Ruth wants to be buried on a piece of property in the North Carolina mountains.
Their son Franklin wants them to buried at a new center designed to honor their memory. And Billy hasn't made a decision. Crime novelist Patricia Cornwell visited the Grahams to describe what that burial site would be like:
The building, designed in part by consultants who used to work for the Walt Disney Co., is not a library, she says, but a large barn and silo -- a reminder of Billy Graham's early childhood on a dairy farm near Charlotte. Once it's completed in the spring, visitors will pass through a 40-foot-high glass entry cut in the shape of a cross and be greeted by a mechanical talking cow. They will follow a path of straw through rooms full of multimedia exhibits. At the end of the tour, they will be pointed toward a stone walk, also in the shape of a cross, that leads to a garden where the bodies of Billy and Ruth Graham could lie.
Throughout the tour, there will be several opportunities for people to put their names on a mailing list.
"The whole purpose of this evangelistic experience is fundraising," Cornwell says to Billy Graham. "I know who you are and you are not that place. It's a mockery. People are going to laugh. Please don't be buried there."
Billy Graham's eyes never leave Cornwell's face as she talks. Ruth Graham sighs. A lot.

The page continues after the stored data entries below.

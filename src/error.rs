use std::path::PathBuf;

use thiserror::Error;

/// Main application error type covering every stage of a collection crawl
#[derive(Error, Debug)]
pub enum CrawlError {
    #[error("HTTP error: {0}")]
    Http(#[from] reqwest::Error),

    #[error("HTTP status error: {status} for {url} - {message}")]
    HttpStatus {
        url: String,
        status: u16,
        message: String,
    },

    #[error("Request timeout: {url} after {timeout_seconds} seconds")]
    Timeout { url: String, timeout_seconds: u64 },

    #[error("Response body from {url} is not a JSON array: {source}")]
    Decode {
        url: String,
        #[source]
        source: serde_json::Error,
    },

    #[error("Record {index} from {url} failed validation: {source}")]
    Validation {
        url: String,
        index: usize,
        #[source]
        source: SchemaError,
    },

    #[error("Failed to append to {path}: {source}")]
    Sink {
        path: PathBuf,
        #[source]
        source: std::io::Error,
    },

    #[error("Record serialization error: {0}")]
    Serialize(#[from] serde_json::Error),

    #[error("Concurrent operation error: {details}")]
    Concurrency { details: String },

    #[error("Configuration error: {0}")]
    Config(#[from] ConfigError),
}

/// Pipeline stage an error belongs to, used as a structured log field
#[derive(Debug, Clone, Copy, PartialEq, Eq)]
pub enum FailureStage {
    /// Connection failure, timeout or non-success status
    Transport,
    /// Response body could not be decoded as a JSON array
    Decode,
    /// A record did not match its schema
    Validation,
    /// Anything outside the fetch/decode/validate path
    Unexpected,
}

impl FailureStage {
    pub fn as_str(&self) -> &'static str {
        match self {
            FailureStage::Transport => "transport",
            FailureStage::Decode => "decode",
            FailureStage::Validation => "validation",
            FailureStage::Unexpected => "unexpected",
        }
    }
}

impl std::fmt::Display for FailureStage {
    fn fmt(&self, f: &mut std::fmt::Formatter<'_>) -> std::fmt::Result {
        f.write_str(self.as_str())
    }
}

impl CrawlError {
    /// Classify the error by the pipeline stage that produced it
    pub fn stage(&self) -> FailureStage {
        match self {
            CrawlError::Http(_) | CrawlError::HttpStatus { .. } | CrawlError::Timeout { .. } => {
                FailureStage::Transport
            }
            CrawlError::Decode { .. } => FailureStage::Decode,
            CrawlError::Validation { .. } => FailureStage::Validation,
            CrawlError::Sink { .. }
            | CrawlError::Serialize(_)
            | CrawlError::Concurrency { .. }
            | CrawlError::Config(_) => FailureStage::Unexpected,
        }
    }
}

/// Reasons a raw record is rejected by its schema
#[derive(Error, Debug, Clone, PartialEq, Eq)]
pub enum SchemaError {
    #[error("expected a JSON object, found {found}")]
    NotAnObject { found: String },

    #[error("field `{field}`: field required")]
    MissingField { field: String },

    #[error("field `{field}`: expected {expected}, found {found}")]
    WrongType {
        field: String,
        expected: &'static str,
        found: String,
    },
}

impl SchemaError {
    /// Prefix the failing field with the name of its enclosing object
    pub fn nested_under(self, parent: &str) -> Self {
        match self {
            SchemaError::NotAnObject { found } => SchemaError::WrongType {
                field: parent.to_string(),
                expected: "object",
                found,
            },
            SchemaError::MissingField { field } => SchemaError::MissingField {
                field: format!("{}.{}", parent, field),
            },
            SchemaError::WrongType {
                field,
                expected,
                found,
            } => SchemaError::WrongType {
                field: format!("{}.{}", parent, field),
                expected,
                found,
            },
        }
    }
}

/// Configuration-specific error types
#[derive(Error, Debug, Clone, PartialEq, Eq)]
pub enum ConfigError {
    #[error("Invalid configuration value: {field} = {value} - {reason}")]
    InvalidValue {
        field: String,
        value: String,
        reason: String,
    },
}

/// Result type alias for convenience
pub type Result<T> = std::result::Result<T, CrawlError>;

"It's a circus," Ruth says at one point, softly. "A tourist attraction."
It's a brutal and unseemly situation that is beautifully rendered by Sessions Stepp. Franklin Graham is the more overt bad guy in the scenario -- he wants the talking cow after all. But brother Ned Graham doesn't come off much better as ringleader of the opposing side -- unless inviting The Washington Post into your private family battle is now considered okay.
Anyway, I just wanted to point it out as a fantastic read even if it's sympathetic to one side of the battle. The Post put this story as its lead front-pager on Wednesday and let the reporter have enough words to lay it all out. I'm sure that something as salacious as controversy in the Graham family is worth a bit more ink.